The Apostles' Creed is used in its direct form or in interrogative forms by Western Christian communities in several of their liturgical rites, in particular those of baptism and the Eucharist.

=== Rite of baptism ===
The Apostles' Creed, whose present form is similar to the baptismal creed used in Rome in the third and fourth centuries, actually developed from questions addressed to those seeking baptism. The Catholic Church today uses an interrogative form of it in the Rite of Baptism (for both children and adults). In the official English translation (ICEL, 1974) the minister of baptism asks:

Do you believe in God, the Father almighty, creator of heaven and earth?
Do you believe in Jesus Christ, his only Son, our Lord, who was born of the Virgin Mary, was crucified, died, and was buried, rose from the dead, and is now seated at the right hand of the Father?
Do you believe in the Holy Spirit, the holy catholic Church, the communion of saints, the forgiveness of sins, the resurrection of the body, and life everlasting?
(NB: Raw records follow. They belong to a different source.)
impl<W, C> ProxyEngine<W, C>
where
    W: World,
    C: Compiler<Object = W::Object>,
{
    /// Creates a builder for an engine that mirrors content into `world`, compiling runtime
    /// objects with `compiler`.
    pub fn builder(world: Arc<W>, compiler: C) -> ProxyEngineBuilder<W, C> {
        ProxyEngineBuilder::new(world, compiler)
    }

    /// Creates a proxy for a content node and starts compiling its runtime object.
    ///
    /// No compile is started if the node is not visible or has nothing to compile.
    ///
    /// # Errors
    ///
    /// Returns [`CreateProxyError::AlreadyExists`] if the node already has a proxy and
    /// [`CreateProxyError::NoSlotAvailable`] if proxy storage is exhausted. In both cases
    /// nothing is created.
    pub fn create_proxy<N>(&self, node: &N) -> Result<ProxyHandle, CreateProxyError>
    where
        N: ContentNode<Snapshot = C::Snapshot>,
    {
        let id = node.id();

        let (handle, compile) = {
            let mut state = self.shared.state.lock();

            let record = match state.table.insert(
                id,
                node.placement(),
                node.is_visible(),
                SelectionState::of(node),
            ) {
                Ok(record) => record,
                Err(error) => {
                    debug!(node = %id, %error, "proxy not created");
                    return Err(error);
                }
            };

            let compile = if record.visible {
                self.prepare_compile(record, node)
            } else {
                None
            };

            (record.handle(), compile)
        };

        trace!(
            node = %id,
            index = handle.index(),
            generation = handle.generation(),
            "created proxy"
        );

        if let Some(compile) = compile {
            self.spawn_compile(compile);
        }

        Ok(handle)
    }

    /// Removes the proxy of a node, detaching and releasing its runtime object.
    ///
    /// Compiles still in flight for the proxy will discard their results. Returns `false` if
    /// the node had no proxy.
    pub fn remove_proxy(&self, node: NodeId) -> bool {
        let record = {
            let mut state = self.shared.state.lock();

            let Some(record) = state.table.remove(node) else {
                return false;
            };

            if let Some(object) = &record.object {
                self.shared.world.enter().detach(object);
            }

            record
        };

        trace!(
            node = %node,
            index = record.index,
            generation = record.generation,
            "removed proxy"
        );

        true
    }

    /// Brings the proxy of a node up to date with the changes described by `flags`.
    ///
    /// Changes are serviced in the order visibility, transform, content, selection, and each
    /// serviced flag is removed from `flags`. Flags of a node without a proxy are left as
    /// they are.
    ///
    /// Only a content change (or a hidden node becoming visible) starts a new compile. A
    /// transform or selection change is pushed directly to the attached runtime object.
    pub fn update_proxy<N>(&self, node: &N, flags: &mut DirtyFlags)
    where
        N: ContentNode<Snapshot = C::Snapshot>,
    {
        let id = node.id();

        let (compile, retired) = {
            let mut state = self.shared.state.lock();

            let Some(record) = state.table.find_mut(id) else {
                debug!(node = %id, "ignoring update for node without proxy");
                return;
            };

            let mut compile = None;
            let mut retired = None;

            if flags.contains(DirtyFlags::VISIBILITY) {
                (compile, retired) = self.update_visibility(record, node);
                flags.remove(DirtyFlags::VISIBILITY);
            }

            if flags.contains(DirtyFlags::TRANSFORM) {
                record.placement = node.placement();

                if let Some(object) = &mut record.object {
                    object.set_placement(&record.placement);
                }

                flags.remove(DirtyFlags::TRANSFORM);
            }

            if flags.contains(DirtyFlags::CONTENT) {
                // Becoming visible has already started a compile of the current content.
                if record.visible && compile.is_none() {
                    compile = self.prepare_compile(record, node);
                }

                flags.remove(DirtyFlags::CONTENT);
            }

            if flags.contains(DirtyFlags::SELECTION) {
                update_selection(record, node);
                flags.remove(DirtyFlags::SELECTION);
            }

            (compile, retired)
        };

        drop(retired);

        if let Some(compile) = compile {
            self.spawn_compile(compile);
        }
    }

    /// Removes every proxy, detaching and releasing all runtime objects.
    ///
    /// All proxy storage is returned to empty. Compiles still in flight will discard their
    /// results.
    pub fn clear_all_proxies(&self) {
        let (records, pending) = {
            let mut guard = self.shared.state.lock();
            let state = &mut *guard;

            let records = state.table.drain();
            let pending = mem::take(&mut state.reattach);

            let session = self.shared.world.enter();

            for object in records.iter().filter_map(|record| record.object.as_ref()) {
                session.detach(object);
            }

            (records, pending)
        };

        if !records.is_empty() {
            debug!(
                proxies = records.len(),
                discarded_results = pending.len(),
                "cleared all proxies"
            );
        }
    }

    /// Installs compile results queued in [`ApplyMode::Deferred`].
    ///
    /// Results that have gone stale since they were queued are discarded. Does nothing in
    /// [`ApplyMode::Immediate`].
    pub fn update_all_proxies(&self) {
        self.shared.reattach_pending();
    }

    /// World-space bounds of the runtime object of a node.
    ///
    /// Returns `None` if the node has no proxy, no runtime object is attached, or the object
    /// has no extent.
    #[must_use]
    pub fn proxy_bounds(&self, node: NodeId) -> Option<Bounds> {
        self.with_object(node, |object| object.bounds())
            .flatten()
            .filter(|bounds| !bounds.is_empty())
    }

    /// World-space bounds of one component of the runtime object of a node.
    ///
    /// Returns `None` under the same conditions as [`proxy_bounds()`](Self::proxy_bounds) and
    /// if the runtime object has no such component.
    #[must_use]
    pub fn component_bounds(&self, node: NodeId, component: ComponentId) -> Option<Bounds> {
        self.with_object(node, |object| object.component_bounds(component))
            .flatten()
            .filter(|bounds| !bounds.is_empty())
    }

    /// Translates a picking result back into the content tree.
    ///
    /// See [`resolve_selectable()`][crate::resolve_selectable]. Takes no engine locks.
    pub fn resolve_selectable<R: NodeRegistry>(
        &self,
        registry: &R,
        selectable: SelectableId,
    ) -> Option<Resolved<R::Handle>> {
        resolve_selectable(registry, selectable)
    }

    /// Number of live proxies.
    #[must_use]
    pub fn proxy_count(&self) -> usize {
        self.shared.state.lock().table.len()
    }

    /// The handle of the proxy of a node.
    #[must_use]
    pub fn proxy_handle(&self, node: NodeId) -> Option<ProxyHandle> {
        self.shared
            .state
            .lock()
            .table
            .find(node)
            .map(ProxyRecord::handle)
    }

    /// The current version of the proxy of a node: the number of compiles started for it,
    /// plus the number of times it was hidden.
    #[must_use]
    pub fn proxy_version(&self, node: NodeId) -> Option<u32> {
        self.shared
            .state
            .lock()
            .table
            .find(node)
            .map(ProxyRecord::version)
    }

    /// Whether the proxy of a node has a runtime object attached.
    #[must_use]
    pub fn has_object(&self, node: NodeId) -> bool {
        self.with_object(node, |_| ()).is_some()
    }

    /// Calls `f` with the runtime object of a node, if one is attached.
    ///
    /// `f` runs with the proxy-table lock held and must not call back into the engine.
    pub fn with_object<R>(&self, node: NodeId, f: impl FnOnce(&W::Object) -> R) -> Option<R> {
        let state = self.shared.state.lock();
        let object = state.table.find(node)?.object.as_ref()?;

        Some(f(object))
    }

    /// Number of compile results waiting for [`update_all_proxies()`](Self::update_all_proxies).
    #[must_use]
    pub fn pending_reattach_count(&self) -> usize {
        self.shared.state.lock().reattach.len()
    }

    /// Counters describing what happened to the compiles started by this engine.
    #[must_use]
    pub fn stats(&self) -> EngineStats {
        self.shared.stats.snapshot()
    }

    /// The world runtime objects are attached to.
    #[must_use]
    pub fn world(&self) -> &Arc<W> {
        self.shared.world.world()
    }

    /// How compile results are installed.
    #[must_use]
    pub fn apply_mode(&self) -> ApplyMode {
        self.shared.mode
    }

    fn update_visibility<N>(
        &self,
        record: &mut ProxyRecord<W::Object>,
        node: &N,
    ) -> (Option<PendingCompile<C::Snapshot>>, Option<W::Object>)
    where
        N: ContentNode<Snapshot = C::Snapshot>,
    {
        let visible = node.is_visible();

        if record.visible == visible {
            return (None, None);
        }

        record.visible = visible;

        if visible {
            return (self.prepare_compile(record, node), None);
        }

        // Any compile still in flight was started for a visible proxy and must not apply.
        record.bump_version();

        let retired = record.object.take();

        if let Some(object) = &retired {
            self.shared.world.enter().detach(object);
        }

        (None, retired)
    }

    /// Issues a new ticket for the proxy and captures the node's content for compilation.
    ///
    /// Must be called with the proxy-table lock held. The returned compile must be spawned
    /// after the lock is released.
    fn prepare_compile<N>(
        &self,
        record: &ProxyRecord<W::Object>,
        node: &N,
    ) -> Option<PendingCompile<C::Snapshot>>
    where
        N: ContentNode<Snapshot = C::Snapshot>,
    {
        let snapshot = node.compile_snapshot()?;
        let ticket = record.issue_ticket();

        self.shared.stats.compile_started();

        trace!(
            node = %record.node,
            index = ticket.handle.index(),
            generation = ticket.handle.generation(),
            version = ticket.version,
            "starting compile"
        );

        Some(PendingCompile { ticket, snapshot })
    }

    fn spawn_compile(&self, compile: PendingCompile<C::Snapshot>) {
        let task = CompileTask {
            engine: Arc::downgrade(&self.shared),
            compiler: Arc::clone(&self.compiler),
            snapshot: compile.snapshot,
            ticket: compile.ticket,
        };

        self.spawner.spawn(Box::new(move || task.run()));
    }
}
To each question, the catechumen, or, in the case of an infant, the parents and sponsor(s) (godparent(s)) in his or her place, answers "I do." Then the celebrant says:

This is our faith. This is the faith of the Church. We are proud to profess it, in Christ Jesus our Lord.

And all respond: Amen.

The Presbyterian Church of Aotearoa New Zealand uses the Apostles' Creed in its baptism rite in spite of the reservations of some of its members regarding the phrase "born of the virgin Mary".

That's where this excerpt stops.